Maladies non diagnostiquées et guerre radiologique
par Asaf Durakovic, Uranium Medical Research Center, Washington D.C., Etats-Unis. Traduction Horizons et débats.
Une première version de cette étude a été publiée dans le Croatian Medical Journal, 44, 5:520-532, 2003.
Une contamination interne par des isotopes d’uranium appauvri (UA) a été constatée parmi les anciens combattants britanniques, canadiens et états-uniens de la guerre du Golfe neuf ans encore après leur exposition à de la poussière radioactive lors de la première guerre du Golfe. Des isotopes d’UA ont été également observés dans des échantillons d’autopsie de poumons, de foie, de reins et d’os prélevés sur des vétérans canadiens. Dans des échantillons de sol prélevés au Kosovo, on a trouvé des centaines de particules de diamètre généralement inférieur à 5 _m pesant des milligrammes. La première guerre du Golfe a laissé dans l’environnement 350 tonnes d’UA et dans l’atmosphère 3 à 6 millions de grammes d’aérosols d’UA. Ses conséquences, le syndrome de la guerre du Golfe, consistent en troubles complexes multiorganiques, progressifs et invalidants : fatigue invalidante, douleurs musculo-squelettiques et articulaires, maux de tête, troubles neuropsychiatriques, changements de l’humeur, confusion mentale, problèmes visuels, troubles de la démarche, pertes de mémoire, lymphadénopathies, déficience respiratoire, impuissance et altérations morphologiques et fonctionnelles du système urinaire.

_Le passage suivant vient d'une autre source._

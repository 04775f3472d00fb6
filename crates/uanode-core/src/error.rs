// SPDX-License-Identifier: PolyForm-Noncommercial-1.0.0
// Copyright (c) 2025 Sylvex. All rights reserved.

//! Error taxonomy shared by the server and the client.
//!
//! ```text
//! UaError
//! ├── NotFound          - unknown node or session
//! ├── AccessDenied      - access flags or authorization
//! ├── TypeMismatch      - value coercion failure
//! ├── SecurityRejected  - security negotiation failure
//! ├── ConnectionFailed  - transport failure or retry exhaustion
//! ├── SessionExpired    - idle timeout or invalidated session
//! └── Fatal             - unrecoverable startup or protocol failure
//! ```
//!
//! Per-item results in batched reads and writes are reported as
//! [`StatusCode`]s, not as `UaError`. A `UaError` rejects a whole call.

use std::fmt;
use std::time::Duration;

use thiserror::Error;

use crate::status::StatusCode;

/// Coarse error category.
#[derive(Debug, Clone, Copy, PartialEq, Eq, Hash)]
pub enum ErrorKind {
    /// Unknown node or session.
    NotFound,
    /// Access flags or authorization denied the operation.
    AccessDenied,
    /// A value could not be coerced to the declared type.
    TypeMismatch,
    /// Security negotiation failed.
    SecurityRejected,
    /// Transport failure or connection retries exhausted.
    ConnectionFailed,
    /// The session timed out or was invalidated.
    SessionExpired,
    /// Unrecoverable failure.
    Fatal,
}

impl ErrorKind {
    /// Returns the category name.
    pub const fn as_str(&self) -> &'static str {
        match self {
            Self::NotFound => "not_found",
            Self::AccessDenied => "access_denied",
            Self::TypeMismatch => "type_mismatch",
            Self::SecurityRejected => "security_rejected",
            Self::ConnectionFailed => "connection_failed",
            Self::SessionExpired => "session_expired",
            Self::Fatal => "fatal",
        }
    }
}

impl fmt::Display for ErrorKind {
    fn fmt(&self, f: &mut fmt::Formatter<'_>) -> fmt::Result {
        f.write_str(self.as_str())
    }
}

/// Errors that reject a whole call.
#[derive(Debug, Error)]
pub enum UaError {
    /// Unknown node or session.
    #[error("{what} not found: {status}")]
    NotFound {
        /// What was looked up.
        what: String,
        /// Status reported by the server.
        status: StatusCode,
    },

    /// Operation denied.
    #[error("Access denied: {reason}")]
    AccessDenied {
        /// Why access was denied.
        reason: String,
        /// Status reported by the server.
        status: StatusCode,
    },

    /// Value coercion failed.
    #[error("Type mismatch: {message}")]
    TypeMismatch {
        /// Description of the mismatch.
        message: String,
    },

    /// Security negotiation failed.
    #[error("Security rejected: {status}")]
    SecurityRejected {
        /// Generic rejection status.
        status: StatusCode,
    },

    /// Connection could not be established or was lost.
    #[error("Connection to '{endpoint}' failed: {message}")]
    ConnectionFailed {
        /// Endpoint URL.
        endpoint: String,
        /// Failure description.
        message: String,
        /// Underlying I/O error, if any.
        #[source]
        source: Option<std::io::Error>,
    },

    /// Retries exhausted.
    #[error("Connection to '{endpoint}' failed after {attempts} attempts: {last_error}")]
    RetriesExhausted {
        /// Endpoint URL.
        endpoint: String,
        /// Number of attempts made.
        attempts: u32,
        /// Message of the last failure.
        last_error: String,
    },

    /// The endpoint list is not available yet.
    #[error("Server endpoints are not known yet at '{endpoint}'")]
    EndpointsNotKnown {
        /// Endpoint URL.
        endpoint: String,
    },

    /// Session closed, expired or unknown.
    #[error("Session {session_id} expired: {status}")]
    SessionExpired {
        /// Session identifier.
        session_id: String,
        /// Status reported by the server.
        status: StatusCode,
    },

    /// A round trip did not complete in time.
    #[error("Operation timed out after {0:?}")]
    Timeout(Duration),

    /// A service returned a fault that does not fit another category.
    #[error("Service fault: {status}")]
    ServiceFault {
        /// Fault status.
        status: StatusCode,
    },

    /// Malformed frame or unexpected message.
    #[error("Protocol error: {0}")]
    Protocol(String),

    /// Unrecoverable failure.
    #[error("Fatal error: {0}")]
    Fatal(String),
}

impl UaError {
    // =========================================================================
    // Constructors
    // =========================================================================

    /// Creates a connection failure.
    pub fn connection_failed(endpoint: impl Into<String>, message: impl Into<String>) -> Self {
        Self::ConnectionFailed {
            endpoint: endpoint.into(),
            message: message.into(),
            source: None,
        }
    }

    /// Creates a connection failure from an I/O error.
    pub fn connection_io(endpoint: impl Into<String>, source: std::io::Error) -> Self {
        Self::ConnectionFailed {
            endpoint: endpoint.into(),
            message: source.to_string(),
            source: Some(source),
        }
    }

    /// Creates a session expiry error.
    pub fn session_expired(session_id: impl fmt::Display, status: StatusCode) -> Self {
        Self::SessionExpired {
            session_id: session_id.to_string(),
            status,
        }
    }

    /// Creates a protocol error.
    pub fn protocol(message: impl Into<String>) -> Self {
        Self::Protocol(message.into())
    }

    /// Converts a service fault status into the matching error variant.
    pub fn from_status(status: StatusCode, context: impl Into<String>) -> Self {
        let context = context.into();
        match status.kind() {
            Some(ErrorKind::NotFound) => Self::NotFound {
                what: context,
                status,
            },
            Some(ErrorKind::AccessDenied) => Self::AccessDenied {
                reason: context,
                status,
            },
            Some(ErrorKind::TypeMismatch) => Self::TypeMismatch { message: context },
            Some(ErrorKind::SecurityRejected) => Self::SecurityRejected { status },
            Some(ErrorKind::SessionExpired) => Self::SessionExpired {
                session_id: context,
                status,
            },
            Some(ErrorKind::ConnectionFailed) => Self::ConnectionFailed {
                endpoint: context,
                message: status.to_string(),
                source: None,
            },
            _ => Self::ServiceFault { status },
        }
    }

    // =========================================================================
    // Classification
    // =========================================================================

    /// Returns the error category.
    pub fn kind(&self) -> ErrorKind {
        match self {
            Self::NotFound { .. } => ErrorKind::NotFound,
            Self::AccessDenied { .. } => ErrorKind::AccessDenied,
            Self::TypeMismatch { .. } => ErrorKind::TypeMismatch,
            Self::SecurityRejected { .. } => ErrorKind::SecurityRejected,
            Self::ConnectionFailed { .. }
            | Self::RetriesExhausted { .. }
            | Self::EndpointsNotKnown { .. }
            | Self::Timeout(_) => ErrorKind::ConnectionFailed,
            Self::SessionExpired { .. } => ErrorKind::SessionExpired,
            Self::ServiceFault { status } => status.kind().unwrap_or(ErrorKind::Fatal),
            Self::Protocol(_) | Self::Fatal(_) => ErrorKind::Fatal,
        }
    }

    /// Returns the status code carried by this error, if any.
    pub fn status(&self) -> Option<StatusCode> {
        match self {
            Self::NotFound { status, .. }
            | Self::AccessDenied { status, .. }
            | Self::SecurityRejected { status }
            | Self::SessionExpired { status, .. }
            | Self::ServiceFault { status } => Some(*status),
            Self::TypeMismatch { .. } => Some(StatusCode::BAD_TYPE_MISMATCH),
            Self::Timeout(_) => Some(StatusCode::BAD_TIMEOUT),
            _ => None,
        }
    }

    /// Returns `true` if a fresh connection attempt may succeed.
    pub fn is_retryable(&self) -> bool {
        matches!(
            self,
            Self::ConnectionFailed { .. } | Self::Timeout(_) | Self::EndpointsNotKnown { .. }
        )
    }

    /// Returns `true` if the caller must re-establish its session.
    pub fn requires_new_session(&self) -> bool {
        self.kind() == ErrorKind::SessionExpired
    }

    /// Returns an operator hint for errors with a known remedy.
    pub fn recovery_hint(&self) -> Option<&'static str> {
        match self {
            Self::EndpointsNotKnown { .. } => Some(
                "Server may not be fully initialized. Please ensure the server is running and try again.",
            ),
            Self::RetriesExhausted { .. } | Self::ConnectionFailed { .. } => {
                Some("Check that the server is running and the endpoint URL is correct.")
            }
            Self::SecurityRejected { .. } => {
                Some("Use a security mode and policy pair advertised by the server.")
            }
            Self::SessionExpired { .. } => Some("Create a new session and retry."),
            _ => None,
        }
    }
}

/// Result alias for [`UaError`].
pub type UaResult<T> = Result<T, UaError>;

#[cfg(test)]
mod tests {
    use super::*;

    #[test]
    fn test_kind_classification() {
        assert_eq!(
            UaError::connection_failed("opc.tcp://x", "refused").kind(),
            ErrorKind::ConnectionFailed
        );
        assert_eq!(
            UaError::session_expired("s-1", StatusCode::BAD_SESSION_CLOSED).kind(),
            ErrorKind::SessionExpired
        );
        assert_eq!(UaError::Fatal("boom".into()).kind(), ErrorKind::Fatal);
    }

    #[test]
    fn test_from_status() {
        let err = UaError::from_status(StatusCode::BAD_SESSION_ID_INVALID, "s-1");
        assert!(matches!(err, UaError::SessionExpired { .. }));
        assert!(err.requires_new_session());

        let err = UaError::from_status(StatusCode::BAD_SECURITY_POLICY_REJECTED, "open");
        assert_eq!(err.kind(), ErrorKind::SecurityRejected);
        assert_eq!(err.status(), Some(StatusCode::BAD_SECURITY_POLICY_REJECTED));

        let err = UaError::from_status(StatusCode::BAD_NOTHING_TO_DO, "read");
        assert!(matches!(err, UaError::ServiceFault { .. }));
    }

    #[test]
    fn test_retryable() {
        assert!(UaError::connection_failed("x", "y").is_retryable());
        assert!(UaError::Timeout(Duration::from_secs(1)).is_retryable());
        assert!(!UaError::SecurityRejected {
            status: StatusCode::BAD_SECURITY_POLICY_REJECTED
        }
        .is_retryable());
    }

    #[test]
    fn test_endpoints_not_known_hint() {
        let err = UaError::EndpointsNotKnown {
            endpoint: "opc.tcp://localhost:4334/UA/MyServer".into(),
        };
        assert!(err
            .recovery_hint()
            .unwrap()
            .starts_with("Server may not be fully initialized"));
    }
}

Ce que l’on sait actuellement sur les causes est totalement insuffisant. Après l’Opération Anaconda menée en Afghanistan (2002), notre équipe a examiné la population dans les régions de Jalalabad, Spin Gar, Tora Bora et Kaboul et a constaté que les civils présentaient des symptômes semblables à ceux du syndrome de la guerre du Golfe. Des échantillons d’urine de 24 heures ont été prélevés sur 8 sujets symptomatiques choisis selon les critères suivants :
1. Les symptômes ont commencé juste après le largage des bombes.
2. Les sujets étaient présents dans la région bombardée.

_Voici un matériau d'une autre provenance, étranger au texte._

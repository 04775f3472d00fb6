// SPDX-License-Identifier: PolyForm-Noncommercial-1.0.0
// Copyright (c) 2025 Sylvex. All rights reserved.

//! # Config Integration Tests
//!
//! Configuration files driving a running server and client.

use std::io::Write;
use std::time::Duration;

use uanode_client::ConnectionOptions;
use uanode_config::{ConfigError, ConfigLoader, UaNodeConfig};
use uanode_core::DeviceNodes;
use uanode_core::{StatusCode, WriteValue};
use uanode_tests::prelude::*;

// =============================================================================
// Test Helpers
// =============================================================================

const PLANT_YAML: &str = r#"
server:
  host: 127.0.0.1
  port: 4855
  resource_path: /UA/Plant
  session_timeout: 20s
  sweep_interval: 2s

security:
  allow_anonymous: false
  users:
    - username: operator
      password: secret

variables:
  simulation_enabled: false
  ranges:
    temperature:
      min: 0
      max: 50

client:
  connection_strategy:
    max_retry: 2
    initial_delay: 100ms
    max_delay: 1s
  request_timeout: 3s
  identity:
    type: user_name
    username: operator
    password: secret
"#;

fn write_config(dir: &tempfile::TempDir, name: &str, content: &str) -> std::path::PathBuf {
    let path = dir.path().join(name);
    let mut file = std::fs::File::create(&path).unwrap();
    file.write_all(content.as_bytes()).unwrap();
    path
}

/// Client options taken from the `client` section, the way the `client`
/// command builds them.
fn client_options(config: &UaNodeConfig, url: String) -> ConnectionOptions {
    let client = &config.client;
    ConnectionOptions::new(url)
        .with_security(client.security())
        .with_strategy(client.connection_strategy)
        .with_request_timeout(client.request_timeout)
        .with_session_timeout(client.session_timeout)
        .with_identity(client.identity.clone())
}

// =============================================================================
// Loading Tests
// =============================================================================

#[tokio::test]
async fn test_config_file_drives_server_and_client() {
    let dir = temp_test_dir("uanode-config");
    let path = write_config(&dir, "uanode.yaml", PLANT_YAML);
    let config = ConfigLoader::builder()
        .env_prefix("UANODE_ITEST_PLANT")
        .build()
        .load(&path)
        .unwrap();

    assert_eq!(config.endpoint_url(), "opc.tcp://localhost:4855/UA/Plant");
    assert_eq!(config.client_endpoint_url(), "opc.tcp://localhost:4855/UA/Plant");
    assert_eq!(config.client.connection_strategy.initial_delay, Duration::from_millis(100));
    assert_eq!(config.security.pki_dir, dir.path().join("pki"));

    let harness = TestServer::start(config.clone());
    let mut client = harness.client_with(client_options(&config, harness.server().endpoint_url()));
    client.connect().await.unwrap();
    client.create_session().await.unwrap();

    let nodes = DeviceNodes::default();
    let statuses = client
        .write(&[
            WriteValue::value(nodes.temperature.clone(), 49.5),
            WriteValue::value(nodes.temperature.clone(), 60.0),
        ])
        .await
        .unwrap();
    assert_eq!(statuses, vec![StatusCode::GOOD, StatusCode::BAD_OUT_OF_RANGE]);

    harness.stop().await;
}

#[tokio::test]
async fn test_config_session_timeout_from_file() {
    let dir = temp_test_dir("uanode-config-timeout");
    let path = write_config(&dir, "uanode.toml", "[server]\nsession_timeout = \"7s\"\n");
    let config = ConfigLoader::builder()
        .env_prefix("UANODE_ITEST_TIMEOUT")
        .build()
        .load(&path)
        .unwrap();

    let mut config = config;
    config.server.host = "127.0.0.1".to_string();
    config.variables.simulation_enabled = false;
    let harness = TestServer::start(config);
    let mut client = harness.client();
    client.connect().await.unwrap();
    let session_id = client.create_session().await.unwrap();

    let info = harness.server().sessions().session(&session_id).unwrap();
    assert_eq!(info.timeout, Duration::from_secs(7));
    harness.stop().await;
}

#[test]
fn test_config_invalid_security_pair_rejected() {
    let dir = temp_test_dir("uanode-config-invalid");
    let path = write_config(
        &dir,
        "uanode.yaml",
        "security:\n  endpoints:\n    - mode: sign\n      policy: none\n",
    );
    let err = ConfigLoader::builder()
        .env_prefix("UANODE_ITEST_INVALID")
        .build()
        .load(&path)
        .unwrap_err();

    assert!(matches!(err, ConfigError::Validation { .. }));
    assert_eq!(err.field(), Some("security.endpoints[0]"));
}

#[test]
fn test_config_env_override_applies_to_file() {
    std::env::set_var("UANODE_ITEST_ENV_SERVER_PORT", "4999");
    std::env::set_var("UANODE_ITEST_ENV_VARIABLES_SIMULATION_ENABLED", "false");

    let dir = temp_test_dir("uanode-config-env");
    let path = write_config(&dir, "uanode.yaml", PLANT_YAML);
    let result = ConfigLoader::builder()
        .env_prefix("UANODE_ITEST_ENV")
        .build()
        .load(&path);

    std::env::remove_var("UANODE_ITEST_ENV_SERVER_PORT");
    std::env::remove_var("UANODE_ITEST_ENV_VARIABLES_SIMULATION_ENABLED");

    let config = result.unwrap();
    assert_eq!(config.server.port, 4999);
    assert!(!config.variables.simulation_enabled);
    assert_eq!(config.server.resource_path, "/UA/Plant");
}
// SPDX-License-Identifier: PolyForm-Noncommercial-1.0.0
// Copyright (c) 2025 Sylvex. All rights reserved.

//! Implementation of the `validate` command.

use serde_json::{json, Value};
use uanode_config::UaNodeConfig;

use crate::cli::{Cli, OutputFormat, ValidateArgs};
use crate::error::{BinError, BinResult};

/// Prints a summary of an already loaded and validated configuration.
pub fn validate(cli: &Cli, config: &UaNodeConfig, args: ValidateArgs) -> BinResult<()> {
    let source = cli
        .config_path()
        .map(|p| p.display().to_string())
        .unwrap_or_else(|| "(defaults)".to_string());
    let warnings = collect_warnings(config);

    match args.format {
        OutputFormat::Text => {
            println!("✓ Configuration is valid: {}", source);
            println!();
            println!("Summary:");
            println!("  Endpoint URL:    {}", config.endpoint_url());
            println!("  Bind address:    {}", config.bind_address());
            println!("  Security pairs:  {}", format_pairs(config));
            println!("  Anonymous:       {}", enabled(config.security.allow_anonymous));
            println!("  Users:           {}", config.security.users.len());
            println!("  PKI directory:   {}", config.security.pki_dir.display());
            println!("  Session timeout: {:?}", config.server.session_timeout);
            println!("  Simulation:      {}", enabled(config.variables.simulation_enabled));
            println!("  Client target:   {}", config.client_endpoint_url());

            if !warnings.is_empty() {
                println!();
                println!("Warnings:");
                for warning in &warnings {
                    println!("  ⚠ {}", warning);
                }
            }

            if args.show_config {
                println!();
                println!("Parsed configuration:");
                println!("{}", pretty(&redacted(config)?)?);
            }
        }
        OutputFormat::Json => {
            let output = json!({
                "valid": true,
                "config_path": source,
                "summary": {
                    "endpoint_url": config.endpoint_url(),
                    "bind_address": config.bind_address(),
                    "security_pairs": config.security.endpoints.iter().map(|p| p.to_string()).collect::<Vec<_>>(),
                    "allow_anonymous": config.security.allow_anonymous,
                    "users": config.security.users.len(),
                    "simulation_enabled": config.variables.simulation_enabled,
                    "client_endpoint_url": config.client_endpoint_url(),
                },
                "warnings": warnings,
                "config": if args.show_config { Some(redacted(config)?) } else { None },
            });
            println!("{}", pretty(&output)?);
        }
    }

    Ok(())
}

fn collect_warnings(config: &UaNodeConfig) -> Vec<String> {
    let mut warnings = Vec::new();
    if config.security.endpoints.iter().all(|p| !p.mode.requires_certificate()) {
        warnings.push("Only unsecured endpoints are advertised".to_string());
    }
    if config.security.requires_pki() && !config.security.pki_dir.exists() {
        warnings.push(format!(
            "PKI directory does not exist yet: {} (run `uanode init-pki`)",
            config.security.pki_dir.display()
        ));
    }
    if config.server.sweep_interval > config.server.session_timeout {
        warnings.push("Sweep interval is longer than the session timeout".to_string());
    }
    warnings
}

fn format_pairs(config: &UaNodeConfig) -> String {
    config
        .security
        .endpoints
        .iter()
        .map(|p| p.to_string())
        .collect::<Vec<_>>()
        .join(", ")
}

fn enabled(flag: bool) -> &'static str {
    if flag {
        "enabled"
    } else {
        "disabled"
    }
}

fn pretty(value: &Value) -> BinResult<String> {
    serde_json::to_string_pretty(value).map_err(|e| BinError::runtime(e.to_string()))
}

/// Serializes the configuration with every password masked.
fn redacted(config: &UaNodeConfig) -> BinResult<Value> {
    let mut value = serde_json::to_value(config).map_err(|e| BinError::runtime(e.to_string()))?;
    mask_passwords(&mut value);
    Ok(value)
}

fn mask_passwords(value: &mut Value) {
    match value {
        Value::Object(map) => {
            for (key, entry) in map.iter_mut() {
                if key == "password" {
                    *entry = Value::String("***".to_string());
                } else {
                    mask_passwords(entry);
                }
            }
        }
        Value::Array(items) => items.iter_mut().for_each(mask_passwords),
        _ => {}
    }
}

3. Manifestations cliniques.
Des prélèvements ont été effectués sur un groupe témoin d’habitants asymptomatiques de régions non bombardées. Tous les prélèvements ont été examinés quant à la concentration et au ratio de quatre isotopes U234, U235, U236 et U238. À cet effet, nous avons utilisé un spectromètre de masse multicollecteur à source d’ionisation par plasma à couplage inductif. Les premiers résultats de la province de Jalalabad ont prouvé que l’élimination d’uranium total dans l’urine était significativement plus importante chez toutes les personnes exposées que dans la population non exposée. L’analyse des ratios isotopiques d’uranium a révélé la présence d’uranium non appauvri. L’étude de prélèvements effectués en 2002 a révélé, dans les districts de Tora Bora, Yaka Toot, Lal Mal, Makam Khan Farm, Arda Farm, Bibi Mahre, Poli Cherki et à l’aéroport de Kaboul des concentrations d’uranium 200 fois plus fortes que celles de la population témoin. Les taux d’uranium dans les échantillons de sol des sites bombardés sont deux à trois fois plus élevés que les valeurs limites mondiales de concentration de 2 à 3 mg/kg et les concentrations dans l’eau sont significativement supérieures aux taux maximums tolérables fixés par l’OMS. Ces preuves toujours plus nombreuses font de la question de la prévention et de la réponse à la contamination par l’UA une priorité.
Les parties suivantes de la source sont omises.